Le 15 octobre dernier, le Réseau du sport étudiant du Québec (RSEQ) annonçait, à contrecœur, l’arrêt de toutes ses activités universitaires. Cette nouvelle touche l’étendue des disciplines sportives alors qu’un retour à la « normale » serait visé pour la mi-janvier 2021.

Comme plusieurs secteurs fortement touchés par la pandémie, le RSEQ ne perd pas espoir, mentionnant que les membres de la commission sectorielle universitaire se réunissent lorsque des directives de la Santé publique sont émises.

Suite à cette paralysie du monde sportif, notre équipe s’est intéressée à l’enjeu de la pandémie sur la vie étudiante des athlètes-étudiant.es de l’UL.

Impact Campus a eu l’opportunité de s’entretenir avec Frédérique Beauchamp, joueuse prolifique du Rouge et Or basketball et étudiante en médecine.

Frédérique a dernièrement accroché ses chaussures, ficelant un parcours sportif parsemé de louanges.

Frédérique Beauchamp : Photo – Yan Doublet

G: 2020 fut/est encore une année rocambolesque pour un paquet de gens, pour ne pas dire tout le monde… et principalement pour toi.

Il y a quelques semaines, tu as remporté un prix au Gala de l’athlète pour ta capacité, disons-le, assez phénoménale à concilier sports et études.

Félicitations pour ça d’ailleurs.

F: Merci pour ça, c’est gentil!

G: Maintenant que ton parcours sportif prend fin, un parcours qui, sur papier, est assez exceptionnel.

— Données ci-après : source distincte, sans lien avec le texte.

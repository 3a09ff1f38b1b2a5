//! Fixed-capacity event log for the demo status area.
//!
//! Keeps the most recent events in a ring of short heapless strings so the
//! demo window can show what the monitor just did (topic changes, unit
//! toggles) without allocating in the frame loop.

use heapless::{Deque, String};

/// Number of retained log lines.
pub const LOG_BUFFER_SIZE: usize = 6;

/// Maximum length of one log line; longer messages are truncated.
pub const LOG_LINE_LENGTH: usize = 48;

/// Ring buffer of recent event lines, oldest first.
#[derive(Default)]
pub struct EventLog {
    lines: Deque<String<LOG_LINE_LENGTH>, LOG_BUFFER_SIZE>,
}

impl EventLog {
    pub fn new() -> Self {
        Self::default()
    }

    /// Append a line, evicting the oldest when full.
    pub fn push(&mut self, message: &str) {
        if self.lines.is_full() {
            self.lines.pop_front();
        }
        let mut line = String::new();
        // Truncate on a char boundary so multi-byte input cannot fail the copy
        for ch in message.chars() {
            if line.push(ch).is_err() {
                break;
            }
        }
        // Cannot fail: we just freed a slot if the deque was full
        self.lines.push_back(line).ok();
    }

    /// The most recent line, if any.
    pub fn latest(&self) -> Option<&str> {
        self.lines.back().map(|s| s.as_str())
    }

    /// Lines oldest to newest.
    pub fn iter(&self) -> impl Iterator<Item = &str> {
        self.lines.iter().map(|s| s.as_str())
    }

    pub fn len(&self) -> usize {
        self.lines.len()
    }

    pub fn is_empty(&self) -> bool {
        self.lines.is_empty()
    }
}

#[cfg(test)]
mod tests {
    use super::*;

    #[test]
    fn test_latest_returns_newest() {
        let mut log = EventLog::new();

        log.push("first");
        log.push("second");

        assert_eq!(log.latest(), Some("second"));
        assert_eq!(log.len(), 2);
    }

    #[test]
    fn test_evicts_oldest_when_full() {
        let mut log = EventLog::new();

        for i in 0..LOG_BUFFER_SIZE + 2 {
            log.push(&format!("event {i}"));
        }

        assert_eq!(log.len(), LOG_BUFFER_SIZE, "Ring should cap at its capacity");
        assert_eq!(log.iter().next(), Some("event 2"), "Oldest entries should be evicted first");
    }

    #[test]
    fn test_truncates_long_lines() {
        let mut log = EventLog::new();
        let long = "x".repeat(LOG_LINE_LENGTH * 2);

        log.push(&long);

        assert_eq!(log.latest().map(str::len), Some(LOG_LINE_LENGTH));
    }
}
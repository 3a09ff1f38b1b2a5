//! Fixed overlay layout constants.
//!
//! The HUD uses a fixed 320x320 layout: steering wheel bezel on the left,
//! speed readout to the right of it. Positions are compile-time constants so
//! the per-frame draw path does no layout arithmetic.
//!
//! Only the overlay's screen position and opacity are configurable at
//! runtime (through the host property surface); the layout inside the
//! texture never changes.

use std::time::Duration;

use embedded_graphics::prelude::*;

// =============================================================================
// Overlay Texture Dimensions
// =============================================================================

/// Overlay texture width in pixels.
pub const OVERLAY_WIDTH: u32 = 320;

/// Overlay texture height in pixels.
pub const OVERLAY_HEIGHT: u32 = 320;

// =============================================================================
// Steering Wheel Layout
// =============================================================================

/// Top-left corner of the bezel circle's bounding box.
pub const BEZEL_TOP_LEFT: Point = Point::new(40, 40);

/// Diameter of the bezel circle in pixels.
pub const BEZEL_DIAMETER: u32 = 80;

/// Rotation center of the steering indicator. Also the bezel center.
pub const WHEEL_CENTER: Point = Point::new(80, 80);

/// Indicator quadrilateral, in pixels relative to [`WHEEL_CENTER`].
///
/// A trapezoid pointing up at zero steering angle; listed in drawing order
/// (top-left, top-right, bottom-right, bottom-left).
pub const INDICATOR_QUAD: [Point; 4] = [
    Point::new(-20, -5),
    Point::new(20, -5),
    Point::new(10, 15),
    Point::new(-10, 15),
];

// =============================================================================
// Speed Readout
// =============================================================================

/// Baseline position of the speed text inside the overlay.
pub const SPEED_TEXT_POSITION: Point = Point::new(140, 80);

/// Meters-per-second to kilometers-per-hour conversion factor.
pub const MPS_TO_KMH: f32 = 3.6;

// =============================================================================
// Subscription Configuration
// =============================================================================

/// Queue depth for the command subscription.
///
/// Depth 1 with drop-oldest overflow means only the newest unconsumed
/// command survives; the monitor never falls behind a fast publisher.
pub const COMMAND_QUEUE_DEPTH: usize = 1;

// =============================================================================
// Timing Configuration
// =============================================================================

/// Target frame time of the simulator host (~50 FPS).
pub const FRAME_TIME: Duration = Duration::from_millis(20);

#[cfg(test)]
mod tests {
    use super::*;

    #[test]
    fn test_wheel_center_matches_bezel() {
        // The indicator must rotate about the bezel's geometric center
        let half = (BEZEL_DIAMETER / 2) as i32;
        assert_eq!(BEZEL_TOP_LEFT.x + half, WHEEL_CENTER.x, "Bezel center X should equal wheel center");
        assert_eq!(BEZEL_TOP_LEFT.y + half, WHEEL_CENTER.y, "Bezel center Y should equal wheel center");
    }

    #[test]
    fn test_indicator_quad_is_symmetric() {
        // Mirror symmetry about the vertical axis keeps the arrow visually
        // centered at zero steering angle
        assert_eq!(INDICATOR_QUAD[0].x, -INDICATOR_QUAD[1].x);
        assert_eq!(INDICATOR_QUAD[0].y, INDICATOR_QUAD[1].y);
        assert_eq!(INDICATOR_QUAD[2].x, -INDICATOR_QUAD[3].x);
        assert_eq!(INDICATOR_QUAD[2].y, INDICATOR_QUAD[3].y);
    }

    #[test]
    fn test_layout_fits_texture() {
        let bezel_right = BEZEL_TOP_LEFT.x + BEZEL_DIAMETER as i32;
        let bezel_bottom = BEZEL_TOP_LEFT.y + BEZEL_DIAMETER as i32;

        assert!(bezel_right <= OVERLAY_WIDTH as i32, "Bezel should fit horizontally");
        assert!(bezel_bottom <= OVERLAY_HEIGHT as i32, "Bezel should fit vertically");
        assert!(
            SPEED_TEXT_POSITION.x < OVERLAY_WIDTH as i32,
            "Speed text should start inside the texture"
        );
    }

    #[test]
    fn test_unit_conversion_factor() {
        // 1 m/s = 3.6 km/h
        assert!((MPS_TO_KMH - 3.6).abs() < f32::EPSILON);
    }
}
//! Text and stroke styles.
//!
//! Overlay styles draw in [`Rgba`] with the frame's configured alpha, so
//! they are built per frame by the helper functions. The demo window styles
//! draw in `Rgb565` and are plain constants.

use embedded_graphics::mono_font::ascii::{FONT_6X10, FONT_10X20};
use embedded_graphics::mono_font::{MonoFont, MonoTextStyle};
use embedded_graphics::pixelcolor::Rgb565;
use embedded_graphics::prelude::*;
use profont::PROFONT_14_POINT;

use crate::color::Rgba;

/// Font for the speed readout.
pub const SPEED_FONT: &MonoFont = &PROFONT_14_POINT;

/// Style for the speed readout at the given (already alpha-scaled) color.
pub fn speed_text_style(color: Rgba) -> MonoTextStyle<'static, Rgba> {
    MonoTextStyle::new(SPEED_FONT, color)
}

// =============================================================================
// Demo Window Styles
// =============================================================================

/// Title line at the top of the demo window.
pub const DEMO_TITLE_STYLE: MonoTextStyle<'static, Rgb565> =
    MonoTextStyle::new(&FONT_10X20, Rgb565::WHITE);

/// Status/help line at the bottom of the demo window.
pub const DEMO_STATUS_STYLE: MonoTextStyle<'static, Rgb565> =
    MonoTextStyle::new(&FONT_6X10, Rgb565::CSS_GRAY);
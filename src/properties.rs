//! Runtime-editable monitor settings.
//!
//! The display host exposes each property in its settings panel with a label
//! and a tooltip, and calls back into the monitor whenever the user edits a
//! value. [`MonitorProperties`] groups the five settings the monitor offers;
//! [`Property`] pairs each value with its panel metadata.

/// A single editable setting with its panel label and tooltip.
#[derive(Debug)]
pub struct Property<T> {
    label: &'static str,
    description: &'static str,
    value: T,
}

impl<T: Clone> Property<T> {
    pub fn new(label: &'static str, description: &'static str, value: T) -> Self {
        Self { label, description, value }
    }

    pub fn get(&self) -> T {
        self.value.clone()
    }

    pub fn set(&mut self, value: T) {
        self.value = value;
    }

    pub fn label(&self) -> &'static str {
        self.label
    }

    pub fn description(&self) -> &'static str {
        self.description
    }
}

/// Display unit for the speed readout.
#[derive(Clone, Copy, Debug, PartialEq, Eq, Default)]
pub enum SpeedUnit {
    #[default]
    KmPerHour,
    MPerSec,
}

impl SpeedUnit {
    /// The selectable options, in panel order.
    pub const OPTIONS: [SpeedUnit; 2] = [SpeedUnit::KmPerHour, SpeedUnit::MPerSec];

    /// The unit suffix shown in the readout and the settings panel.
    pub fn label(self) -> &'static str {
        match self {
            SpeedUnit::KmPerHour => "km/h",
            SpeedUnit::MPerSec => "m/s",
        }
    }
}

/// The monitor's full property surface.
#[derive(Debug)]
pub struct MonitorProperties {
    pub left: Property<i32>,
    pub top: Property<i32>,
    pub alpha: Property<f32>,
    pub speed_unit: Property<SpeedUnit>,
    pub topic: Property<String>,
}

impl Default for MonitorProperties {
    fn default() -> Self {
        Self {
            left: Property::new("Left position", "Left position of the monitor.", 0),
            top: Property::new("Top position", "Top position of the monitor.", 0),
            alpha: Property::new("Alpha", "alpha of the monitor.", 0.0),
            speed_unit: Property::new("Speed Unit", "Unit of the speed", SpeedUnit::KmPerHour),
            topic: Property::new(
                "Topic",
                "The topic where the control command is published.",
                String::new(),
            ),
        }
    }
}

#[cfg(test)]
mod tests {
    use super::*;

    #[test]
    fn test_property_set_get_round_trip() {
        let mut prop = Property::new("Alpha", "alpha of the monitor.", 0.0_f32);

        prop.set(0.8);

        assert_eq!(prop.get(), 0.8);
        assert_eq!(prop.label(), "Alpha");
    }

    #[test]
    fn test_defaults_match_panel_contract() {
        let props = MonitorProperties::default();

        assert_eq!(props.left.get(), 0);
        assert_eq!(props.top.get(), 0);
        assert_eq!(props.alpha.get(), 0.0, "Monitor starts fully transparent");
        assert_eq!(props.speed_unit.get(), SpeedUnit::KmPerHour);
        assert!(props.topic.get().is_empty(), "No topic configured by default");
    }

    #[test]
    fn test_speed_unit_labels() {
        assert_eq!(SpeedUnit::KmPerHour.label(), "km/h");
        assert_eq!(SpeedUnit::MPerSec.label(), "m/s");
        assert_eq!(SpeedUnit::OPTIONS.len(), 2);
    }
}
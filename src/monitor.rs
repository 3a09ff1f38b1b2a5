//! The control command monitor display.
//!
//! Renders the most recent steering/speed command as a HUD overlay: a cyan
//! steering wheel bezel with a quadrilateral indicator rotated by the
//! commanded steering angle, and a speed readout in the configured unit.
//!
//! The monitor redraws the overlay from scratch every frame. If no command
//! has arrived yet (or the topic was just changed) nothing is drawn and the
//! overlay is not even created, so an unconfigured monitor costs nothing.
//!
//! # Threading
//!
//! Commands arrive on the bus delivery thread while drawing happens on the
//! host's render thread. Everything both threads touch lives in one
//! [`Shared`] block behind a single mutex; the subscription callback only
//! ever overwrites `last_command`, so the critical sections are tiny.

use core::fmt::Write as _;

use embedded_graphics::prelude::*;
use embedded_graphics::primitives::{Circle, Polyline, PrimitiveStyle};
use embedded_graphics::text::Text;

use std::sync::{Arc, Mutex, MutexGuard};

use crate::bus::{CommandBus, Subscriber};
use crate::color::{alpha_to_byte, BLACK, CYAN};
use crate::config::{
    BEZEL_DIAMETER, BEZEL_TOP_LEFT, COMMAND_QUEUE_DEPTH, INDICATOR_QUAD, MPS_TO_KMH,
    OVERLAY_HEIGHT, OVERLAY_WIDTH, SPEED_TEXT_POSITION, WHEEL_CENTER,
};
use crate::msg::ControlCommandStamped;
use crate::overlay::OverlayObject;
use crate::plugin::OverlayDisplay;
use crate::properties::{MonitorProperties, SpeedUnit};
use crate::styles::speed_text_style;

/// State shared between the render thread and the bus delivery thread.
#[derive(Default)]
struct Shared {
    left: i32,
    top: i32,
    alpha: f32,
    speed_unit: SpeedUnit,
    last_command: Option<ControlCommandStamped>,
}

/// HUD overlay display for vehicle control commands.
pub struct ControlCommandMonitor {
    pub properties: MonitorProperties,
    bus: Arc<CommandBus>,
    shared: Arc<Mutex<Shared>>,
    subscription: Option<Subscriber>,
    overlay: Option<OverlayObject>,
}

impl ControlCommandMonitor {
    pub fn new(bus: Arc<CommandBus>) -> Self {
        Self {
            properties: MonitorProperties::default(),
            bus,
            shared: Arc::new(Mutex::new(Shared::default())),
            subscription: None,
            overlay: None,
        }
    }

    // -------------------------------------------------------------------------
    // Property Updates
    // -------------------------------------------------------------------------
    //
    // The host calls one of these after the user edits the matching property;
    // each copies the new value into the shared block for the next frame.

    pub fn update_left(&mut self) {
        let left = self.properties.left.get();
        lock_shared(&self.shared).left = left;
    }

    pub fn update_top(&mut self) {
        let top = self.properties.top.get();
        lock_shared(&self.shared).top = top;
    }

    pub fn update_alpha(&mut self) {
        let alpha = self.properties.alpha.get();
        lock_shared(&self.shared).alpha = alpha;
    }

    pub fn update_speed_unit(&mut self) {
        let unit = self.properties.speed_unit.get();
        lock_shared(&self.shared).speed_unit = unit;
    }

    /// Re-subscribe to the configured topic.
    ///
    /// Always tears down the current subscription and forgets the last
    /// command first, so a stale command from the old topic can never be
    /// drawn under the new one. The empty topic and the bare root `"/"`
    /// (the panel's initial placeholder) leave the monitor unsubscribed.
    pub fn update_topic(&mut self) {
        self.subscription = None;
        lock_shared(&self.shared).last_command = None;

        let topic = self.properties.topic.get();
        if topic.is_empty() || topic == "/" {
            return;
        }

        let shared = Arc::clone(&self.shared);
        self.subscription = Some(self.bus.subscribe(&topic, COMMAND_QUEUE_DEPTH, move |msg| {
            lock_shared(&shared).last_command = Some(msg);
        }));
    }

    // -------------------------------------------------------------------------
    // Drawing
    // -------------------------------------------------------------------------

    fn draw_monitor(&mut self) {
        let (last, left, top, alpha, speed_unit) = {
            let shared = lock_shared(&self.shared);
            let Some(last) = shared.last_command else {
                return;
            };
            (last, shared.left, shared.top, shared.alpha, shared.speed_unit)
        };

        // Lazy creation: the overlay only exists once a command has arrived
        let overlay = self.overlay.get_or_insert_with(|| {
            let mut overlay = OverlayObject::new();
            overlay.show();
            overlay
        });
        overlay.set_dimensions(Size::new(OVERLAY_WIDTH, OVERLAY_HEIGHT));
        overlay.set_position(Point::new(left, top));
        overlay.update_texture_size(Size::new(OVERLAY_WIDTH, OVERLAY_HEIGHT));

        let a = alpha_to_byte(alpha);
        let stroke = PrimitiveStyle::with_stroke(CYAN.with_alpha(a), 1);
        let mut canvas = overlay.buffer();

        canvas.fill(BLACK.with_alpha(a));

        Circle::new(BEZEL_TOP_LEFT, BEZEL_DIAMETER)
            .into_styled(stroke)
            .draw(&mut canvas)
            .ok();

        // Indicator: rotate the quad about the wheel center by the steering
        // angle (negated: positive steering turns counter-clockwise on
        // screen), then restore the transform before the text pass
        debug_assert!(canvas.transform_is_identity());
        canvas.translate(WHEEL_CENTER.x as f32, WHEEL_CENTER.y as f32);
        canvas.rotate_deg(-last.cmd.steering_angle.to_degrees());

        let mut outline = [Point::zero(); 5];
        for (corner, mapped) in INDICATOR_QUAD.iter().zip(outline.iter_mut()) {
            *mapped = canvas.map_point(*corner);
        }
        outline[4] = outline[0];

        canvas.rotate_deg(last.cmd.steering_angle.to_degrees());
        canvas.translate(-(WHEEL_CENTER.x as f32), -(WHEEL_CENTER.y as f32));
        debug_assert!(canvas.transform_is_identity());

        Polyline::new(&outline).into_styled(stroke).draw(&mut canvas).ok();

        let text = format_speed(speed_unit, last.cmd.linear_velocity);
        Text::new(&text, SPEED_TEXT_POSITION, speed_text_style(CYAN.with_alpha(a)))
            .draw(&mut canvas)
            .ok();
    }

    // -------------------------------------------------------------------------
    // Accessors
    // -------------------------------------------------------------------------

    pub fn overlay(&self) -> Option<&OverlayObject> {
        self.overlay.as_ref()
    }

    pub fn last_command(&self) -> Option<ControlCommandStamped> {
        lock_shared(&self.shared).last_command
    }

    pub fn subscription_active(&self) -> bool {
        self.subscription.is_some()
    }
}

impl OverlayDisplay for ControlCommandMonitor {
    fn on_initialize(&mut self) {
        self.update_top();
        self.update_left();
        self.update_alpha();
        self.update_speed_unit();
        self.update_topic();
    }

    fn reset(&mut self) {}

    fn update(&mut self, _wall_dt: f32, _sim_dt: f32) {
        self.draw_monitor();
    }

    fn on_enable(&mut self) {
        if let Some(overlay) = &mut self.overlay {
            overlay.show();
        }
    }

    fn on_disable(&mut self) {
        if let Some(overlay) = &mut self.overlay {
            overlay.hide();
        }
    }
}

/// Format the speed readout line for the given unit.
fn format_speed(unit: SpeedUnit, mps: f32) -> heapless::String<32> {
    let mut text = heapless::String::new();
    match unit {
        SpeedUnit::KmPerHour => write!(text, "Speed : {:.1} km/h", mps * MPS_TO_KMH).ok(),
        SpeedUnit::MPerSec => write!(text, "Speed : {:.1} m/s", mps).ok(),
    };
    text
}

fn lock_shared(shared: &Mutex<Shared>) -> MutexGuard<'_, Shared> {
    match shared.lock() {
        Ok(guard) => guard,
        Err(poisoned) => poisoned.into_inner(),
    }
}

Est-ce que tu es personnellement fière de ton cheminement? As-tu des regrets?

F : Pour être honnête, je suis vraiment fière. En fait, je suis fière d’avoir su concilier les études et le sport tout au long de ma carrière. Quand j’étais jeune, j’avais comme objectif de jouer universitaire et je l’ai fait. Donc, je pense que oui. Je suis contente de mes accomplissements. Et non, je n’ai pas vraiment de regrets, en fait je n’aime pas ça les regrets.

G: Tant mieux, je pense que je ne connais personne qui aime les regrets. Est-ce que tu as eu le temps de faire un bilan de ta « vie de basket » ? Comme ta décision est fraîche. Ça fait à peine à quelques jours.

F: Ouais. De mettre fin à ma carrière, c’est une décision que j’ai prise récemment. Mais, puisque l’année dernière j’ai terminé mes cours théoriques (en début septembre), ça signifiait aussi la fin du basket. À priori, mon cheminement mental était déjà entamé. Par contre, dans mon optique de ne justement « pas avoir de regrets », je me suis dit « essayons-le », je vais essayer de joindre les deux bouts une autre année. Mais là, la situation du COVID a un peu bouleversé mes plans, disons.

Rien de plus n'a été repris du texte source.